[PROBLEM]: Using the listing, work out the number of lines where "SectionItems" shows up, and answer with that number alone.

[EXERCISE DATA]:
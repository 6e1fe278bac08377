//! # Trip Files Through the CLI Host
//!
//! Exercises the host-side path: trip files and configuration on disk, an
//! override catalog, and the rendered outputs.

use std::path::Path;

use packwise_cli::generate::{render, OutputFormat};
use packwise_cli::validate::{validate_trip, Validation};
use packwise_cli::{load_generator, load_trip};

fn write(dir: &Path, name: &str, content: &str) -> std::path::PathBuf {
    let path = dir.join(name);
    std::fs::write(&path, content).unwrap();
    path
}

// ---------------------------------------------------------------------------
// 1. YAML and JSON trip files describe the same trip
// ---------------------------------------------------------------------------

#[test]
fn yaml_and_json_trip_files_generate_the_same_list() {
    let dir = tempfile::tempdir().unwrap();
    let yaml = write(
        dir.path(),
        "trip.yaml",
        "nights: 5\ntripType: beach\ntransportation: plane\ntransportationOptions: [international]\naccommodation: hotel\naccommodationOptions: [resort]\nactivities: [snorkeling, swimming]\nweather:\n  - { temp: 31, condition: Sunny }\n  - { temp: 29, condition: Sunny }\n",
    );
    let json = write(
        dir.path(),
        "trip.json",
        r#"{
            "nights": 5,
            "tripType": "beach",
            "transportation": "plane",
            "transportationOptions": ["international"],
            "accommodation": "hotel",
            "accommodationOptions": ["resort"],
            "activities": ["snorkeling", "swimming"],
            "weather": [
                {"temp": 31, "condition": "Sunny"},
                {"temp": 29, "condition": "Sunny"}
            ]
        }"#,
    );

    let generator = load_generator(None).unwrap();
    let from_yaml = generator.generate(&load_trip(&yaml).unwrap()).unwrap();
    let from_json = generator.generate(&load_trip(&json).unwrap()).unwrap();
    assert_eq!(from_yaml, from_json);
    assert!(from_yaml.category("airport_transfer").is_some());
}

// ---------------------------------------------------------------------------
// 2. Configuration file changes generation
// ---------------------------------------------------------------------------

#[test]
fn config_file_tunes_the_generator() {
    let dir = tempfile::tempdir().unwrap();
    let config = write(
        dir.path(),
        "packwise.yaml",
        "generator:\n  long_trip_min_nights: 30\n  enforce_carry_on_restrictions: true\n",
    );
    let trip = write(
        dir.path(),
        "trip.yaml",
        "nights: 20\ntripType: city\ntransportation: plane\ntransportationOptions: [carry_on_only]\n",
    );

    let tuned = load_generator(Some(&config)).unwrap();
    let list = tuned.generate(&load_trip(&trip).unwrap()).unwrap();
    // 20 nights is no longer long, so no 1.2 rescale
    let sheets = list.get("miscellaneous", "Laundry detergent sheets").unwrap();
    assert_eq!(sheets.quantity, 5);
    assert!(list.get("toiletries", "Shampoo").is_none());
}

// ---------------------------------------------------------------------------
// 3. Override catalog
// ---------------------------------------------------------------------------

#[test]
fn override_catalog_replaces_builtin_items() {
    let dir = tempfile::tempdir().unwrap();

    // Start from the built-in catalog so every rule target still resolves,
    // then rename one essential.
    let builtin = load_generator(None).unwrap().catalog().clone();
    let mut doc: serde_yaml::Value = serde_yaml::to_value(&builtin).unwrap();
    let documents = doc["essentials"]["documents"].as_mapping_mut().unwrap();
    let passport = documents.remove("Passport/ID").unwrap();
    documents.insert("Passport or national ID card".into(), passport);
    write(dir.path(), "catalog.yaml", &serde_yaml::to_string(&doc).unwrap());
    let config = write(dir.path(), "packwise.yaml", "catalog: catalog.yaml\n");

    let generator = load_generator(Some(&config)).unwrap();
    let list = generator
        .generate(&packwise_core::TripContext::new(2, "city"))
        .unwrap();
    assert!(list.get("documents", "Passport or national ID card").is_some());
    assert!(list.get("documents", "Passport/ID").is_none());
}

// ---------------------------------------------------------------------------
// 4. Validation and rendering
// ---------------------------------------------------------------------------

#[test]
fn malformed_forecast_is_rejected_by_validation() {
    let dir = tempfile::tempdir().unwrap();
    let trip = write(
        dir.path(),
        "trip.yaml",
        "nights: 3\ntripType: city\nweather:\n  - { temp: 20, chanceOfRain: 140 }\n",
    );
    let validation = validate_trip(&load_trip(&trip).unwrap());
    assert!(matches!(validation, Validation::Rejected(_)));
    assert_eq!(validation.exit_code(false), 1);
}

#[test]
fn rendered_checklist_and_json_agree() {
    let generator = load_generator(None).unwrap();
    let context = packwise_core::TripContext::new(4, "leisure").with_activities(&["cycling"]);
    let generation = generator.generate_with_report(&context).unwrap();

    let text = render(&generation, OutputFormat::Text, false, false).unwrap();
    let json = render(&generation, OutputFormat::Json, false, false).unwrap();
    let value: serde_json::Value = serde_json::from_str(&json).unwrap();

    let categories = value.as_object().unwrap();
    assert_eq!(categories.len(), generation.list.category_count());
    for key in categories.keys() {
        assert!(text.contains(&key.replace('_', " ").to_uppercase()));
    }
    let checkbox_lines = text.lines().filter(|l| l.starts_with("[ ] ")).count();
    assert_eq!(checkbox_lines, generation.list.total_items());
}
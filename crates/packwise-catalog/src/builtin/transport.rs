use super::{category, per_night, section, single};
use crate::catalog::SectionItems;

pub(crate) fn transportation() -> SectionItems {
    section(vec![
        (
            "plane",
            category(vec![
                ("Boarding pass", single().essential()),
                ("Cabin bag", single()),
                ("Travel pillow", single()),
                (
                    "Clear liquids bag",
                    single().with_description("1 L resealable bag for security"),
                ),
                ("Noise-cancelling headphones", single()),
            ]),
        ),
        (
            "car",
            category(vec![
                ("Driver's license", single().essential()),
                ("Phone mount", single()),
                ("Road snacks", per_night(0.5).with_max(5)),
                ("Emergency roadside kit", single()),
                ("Car phone charger", single()),
            ]),
        ),
        (
            "train",
            category(vec![
                ("Train tickets", single().essential()),
                ("Snacks for the journey", single()),
                ("Book or e-reader", single()),
            ]),
        ),
        (
            "bus",
            category(vec![
                ("Bus tickets", single().essential()),
                ("Neck pillow", single()),
                ("Motion sickness tablets", single()),
            ]),
        ),
        (
            "cruise",
            category(vec![
                ("Cruise documents", single().essential()),
                ("Motion sickness tablets", single()),
                ("Lanyard for cabin key", single()),
                ("Formal night outfit", single()),
                (
                    "Power strip",
                    single().with_description("Non-surge-protected, as cruise lines require"),
                ),
            ]),
        ),
    ])
}
//! Stages 10 to 12: rescale, prune, finalize.

use packwise_core::{scale_quantity, PackingList};

use crate::config::PruneStrategy;
use crate::context::StageContext;

/// Stage 10: scale every quantity above 1 by the trip-duration factor, then
/// re-clamp to the item's declared bounds.
pub fn rescale(mut list: PackingList, ctx: &StageContext<'_>) -> PackingList {
    let factor = ctx.config.duration_factor(ctx.trip.nights);
    if factor == 1.0 {
        return list;
    }
    let mut changed = 0usize;
    for item in list.items_mut().filter(|i| i.quantity > 1) {
        let scaled = item.limits.clamp(scale_quantity(item.quantity, factor));
        if scaled != item.quantity {
            item.quantity = scaled;
            changed += 1;
        }
    }
    tracing::debug!(factor, changed, "quantities rescaled");
    list
}

/// Stage 11: when the list is too long, halve the non-essential items of
/// every oversized category. Lists within the limit pass through untouched.
///
/// Candidates are taken in alphabetical item-name order (the list is a
/// `BTreeMap`), stable-sorted by rule weight under `RulePriority`.
pub fn prune(mut list: PackingList, ctx: &StageContext<'_>) -> PackingList {
    let config = ctx.config;
    let total = list.total_items();
    if total <= config.max_total_items {
        return list;
    }
    let priority = &ctx.rules.priority;
    let mut pruned = 0usize;
    for (category, items) in list.categories_mut() {
        if items.len() <= config.oversized_category_items {
            continue;
        }
        let mut candidates: Vec<(String, u8)> = items
            .iter()
            .filter(|(_, item)| !item.essential)
            .map(|(name, item)| (name.clone(), priority.weight_of(item.source)))
            .collect();
        if config.prune_strategy == PruneStrategy::RulePriority {
            // stable: equal weights keep key order
            candidates.sort_by_key(|(_, weight)| *weight);
        }
        let cut = candidates.len() / 2;
        for (name, _) in candidates.into_iter().take(cut) {
            items.remove(&name);
        }
        tracing::debug!(category, removed = cut, "oversized category pruned");
        pruned += cut;
    }
    tracing::debug!(total, pruned, strategy = %config.prune_strategy, "list pruned");
    list
}

/// Stage 12: drop empty categories.
pub fn finalize(mut list: PackingList, _ctx: &StageContext<'_>) -> PackingList {
    let dropped = list.drop_empty_categories();
    if dropped > 0 {
        tracing::debug!(dropped, "empty categories dropped");
    }
    list
}
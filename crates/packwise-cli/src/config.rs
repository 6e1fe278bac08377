//! # CLI Configuration
//!
//! The optional `--config` file is YAML:
//!
//! ```yaml
//! generator:
//!   max_total_items: 80
//!   prune_strategy: rule_priority
//! catalog: catalogs/minimal.yaml
//! ```
//!
//! `generator` maps onto [`GeneratorConfig`]; omitted fields keep their
//! defaults. `catalog` names an override catalog that replaces the built-in
//! one entirely. A relative catalog path is resolved against the directory of
//! the configuration file.

use std::path::{Path, PathBuf};

use anyhow::{Context, Result};
use serde::{Deserialize, Serialize};

use packwise_catalog::ItemCatalog;
use packwise_generator::{Generator, GeneratorConfig};
use packwise_rules::RuleSet;

/// Contents of a `--config` file.
#[derive(Debug, Clone, Default, PartialEq, Serialize, Deserialize)]
#[serde(deny_unknown_fields)]
pub struct CliConfig {
    #[serde(default)]
    pub generator: GeneratorConfig,
    /// Override catalog (YAML or JSON).
    #[serde(default)]
    pub catalog: Option<PathBuf>,
}

/// Load a configuration file, or the defaults when no path is given.
pub fn load_config(path: Option<&Path>) -> Result<CliConfig> {
    let Some(path) = path else {
        return Ok(CliConfig::default());
    };
    let content = std::fs::read_to_string(path)
        .with_context(|| format!("failed to read config file: {}", path.display()))?;
    let mut config: CliConfig = serde_yaml::from_str(&content)
        .with_context(|| format!("invalid YAML in {}", path.display()))?;

    if let Some(catalog) = config.catalog.take() {
        config.catalog = Some(resolve_relative(&catalog, path));
    }

    tracing::debug!(
        path = %path.display(),
        override_catalog = config.catalog.is_some(),
        "loaded configuration"
    );
    Ok(config)
}

/// Load an override catalog. YAML is a superset of JSON, so one parser
/// covers both.
pub fn load_catalog(path: &Path) -> Result<ItemCatalog> {
    let content = std::fs::read_to_string(path)
        .with_context(|| format!("failed to read catalog file: {}", path.display()))?;
    let catalog: ItemCatalog = serde_yaml::from_str(&content)
        .with_context(|| format!("invalid catalog document {}", path.display()))?;
    catalog
        .validated()
        .with_context(|| format!("invalid catalog {}", path.display()))
}

/// Build a generator from the `--config` file, if any.
pub fn load_generator(config_path: Option<&Path>) -> Result<Generator> {
    let config = load_config(config_path)?;
    let catalog = match &config.catalog {
        Some(path) => load_catalog(path)?,
        None => ItemCatalog::builtin().context("built-in catalog is invalid")?,
    };
    Generator::new(catalog, RuleSet::builtin(), config.generator)
        .context("failed to build generator")
}

fn resolve_relative(path: &Path, config_path: &Path) -> PathBuf {
    if path.is_absolute() {
        return path.to_path_buf();
    }
    match config_path.parent() {
        Some(dir) => dir.join(path),
        None => path.to_path_buf(),
    }
}
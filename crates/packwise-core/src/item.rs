//! # Item Quantity Rules
//!
//! Defines [`ItemQuantityRule`], the per-item recipe stored in the catalog and
//! in inline rule payloads, together with the quantity arithmetic every stage
//! shares.
//!
//! ## Quantity Formula
//!
//! ```text
//! qty = ceil(nights × multiplier)      (multiplier == 0 → qty = 1)
//! qty = max(qty, min)                  if min is declared
//! qty = min(qty, max)                  if max is declared
//! qty = min(qty, nights + 2)           otherwise
//! qty = max(qty, 1)
//! ```
//!
//! Ceilings tolerate floating-point noise: `10 × 0.3` yields 3, not 4.

use serde::{Deserialize, Serialize};

/// Tolerance applied before taking a ceiling.
const CEIL_EPSILON: f64 = 1e-9;

/// Round a non-negative quantity up to the next whole unit.
///
/// Values within `1e-9` of an integer are treated as that integer. Negative
/// and NaN inputs yield 0; overly large inputs saturate.
pub fn ceil_quantity(value: f64) -> u32 {
    if value.is_nan() {
        return 0;
    }
    let rounded = (value - CEIL_EPSILON).ceil();
    if rounded <= 0.0 {
        0
    } else if rounded >= f64::from(u32::MAX) {
        u32::MAX
    } else {
        rounded as u32
    }
}

/// Multiply a quantity by `factor`, rounding up.
pub fn scale_quantity(quantity: u32, factor: f64) -> u32 {
    ceil_quantity(f64::from(quantity) * factor)
}

// ---------------------------------------------------------------------------
// QuantityLimits
// ---------------------------------------------------------------------------

/// Explicit bounds declared by the rule that produced an item.
#[derive(Debug, Clone, Copy, PartialEq, Eq, Default, Serialize, Deserialize)]
pub struct QuantityLimits {
    /// Lower bound, if declared.
    #[serde(default, skip_serializing_if = "Option::is_none")]
    pub min: Option<u32>,
    /// Upper bound, if declared.
    #[serde(default, skip_serializing_if = "Option::is_none")]
    pub max: Option<u32>,
}

impl QuantityLimits {
    /// Bring `quantity` inside the declared bounds, never below 1.
    pub fn clamp(&self, quantity: u32) -> u32 {
        let mut qty = quantity;
        if let Some(min) = self.min {
            qty = qty.max(min);
        }
        if let Some(max) = self.max {
            qty = qty.min(max);
        }
        qty.max(1)
    }

    /// Bounds that admit the larger quantity of two merged items.
    ///
    /// The lower bound is the stricter of the two; the upper bound is the
    /// looser one, and disappears when either side has none.
    pub fn union(self, other: Self) -> Self {
        let min = match (self.min, other.min) {
            (Some(a), Some(b)) => Some(a.max(b)),
            (a, b) => a.or(b),
        };
        let max = match (self.max, other.max) {
            (Some(a), Some(b)) => Some(a.max(b)),
            _ => None,
        };
        Self { min, max }
    }
}

// ---------------------------------------------------------------------------
// ItemQuantityRule
// ---------------------------------------------------------------------------

/// How many of an item to pack, and whether it is essential.
#[derive(Debug, Clone, PartialEq, Serialize, Deserialize)]
pub struct ItemQuantityRule {
    /// Units per night. Zero means "exactly one, regardless of nights".
    pub multiplier: f64,
    /// Mandatory regardless of quantity.
    #[serde(default)]
    pub essential: bool,
    /// Lower bound on the quantity.
    #[serde(default, skip_serializing_if = "Option::is_none")]
    pub min: Option<u32>,
    /// Upper bound on the quantity.
    #[serde(default, skip_serializing_if = "Option::is_none")]
    pub max: Option<u32>,
    /// Human-readable justification used in item notes.
    #[serde(default, skip_serializing_if = "Option::is_none")]
    pub description: Option<String>,
}

impl ItemQuantityRule {
    /// A rule scaling with the number of nights.
    pub fn per_night(multiplier: f64) -> Self {
        Self {
            multiplier,
            essential: false,
            min: None,
            max: None,
            description: None,
        }
    }

    /// A rule yielding exactly one unit.
    pub fn single() -> Self {
        Self::per_night(0.0)
    }

    /// Mark the item essential.
    pub fn essential(mut self) -> Self {
        self.essential = true;
        self
    }

    /// Declare a lower bound.
    pub fn with_min(mut self, min: u32) -> Self {
        self.min = Some(min);
        self
    }

    /// Declare an upper bound.
    pub fn with_max(mut self, max: u32) -> Self {
        self.max = Some(max);
        self
    }

    /// Attach a description.
    pub fn with_description(mut self, description: impl Into<String>) -> Self {
        self.description = Some(description.into());
        self
    }

    /// The explicit bounds of this rule.
    pub fn limits(&self) -> QuantityLimits {
        QuantityLimits {
            min: self.min,
            max: self.max,
        }
    }

    /// Apply the quantity formula for a trip of `nights` nights.
    pub fn quantity_for(&self, nights: u32) -> u32 {
        let mut qty = if self.multiplier == 0.0 {
            1
        } else {
            ceil_quantity(f64::from(nights) * self.multiplier)
        };
        if let Some(min) = self.min {
            qty = qty.max(min);
        }
        match self.max {
            Some(max) => qty = qty.min(max),
            None => qty = qty.min(nights.saturating_add(2)),
        }
        qty.max(1)
    }

    /// Render the note attached to an item injected by this rule.
    ///
    /// `"<description> (<reason>)"` when a description exists, otherwise
    /// `"Added for <reason>"`.
    pub fn note(&self, reason: &str) -> String {
        match self.description.as_deref() {
            Some(desc) if !desc.is_empty() => format!("{desc} ({reason})"),
            _ => format!("Added for {reason}"),
        }
    }

    /// Check the rule's internal consistency.
    ///
    /// Returns the reason on failure. A declared `min` without a `max` must
    /// not exceed 3, the implicit `nights + 2` cap at one night.
    pub fn check(&self) -> Result<(), String> {
        if !self.multiplier.is_finite() || self.multiplier < 0.0 {
            return Err(format!(
                "multiplier must be a finite value >= 0, got {}",
                self.multiplier
            ));
        }
        if self.min == Some(0) {
            return Err("min must be at least 1".into());
        }
        if self.max == Some(0) {
            return Err("max must be at least 1".into());
        }
        match (self.min, self.max) {
            (Some(min), Some(max)) if max < min => {
                Err(format!("max ({max}) is smaller than min ({min})"))
            }
            (Some(min), None) if min > 3 => Err(format!(
                "min ({min}) without max can be undercut by the nights + 2 cap"
            )),
            _ => Ok(()),
        }
    }
}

[RESULT OF THE TASK]: 2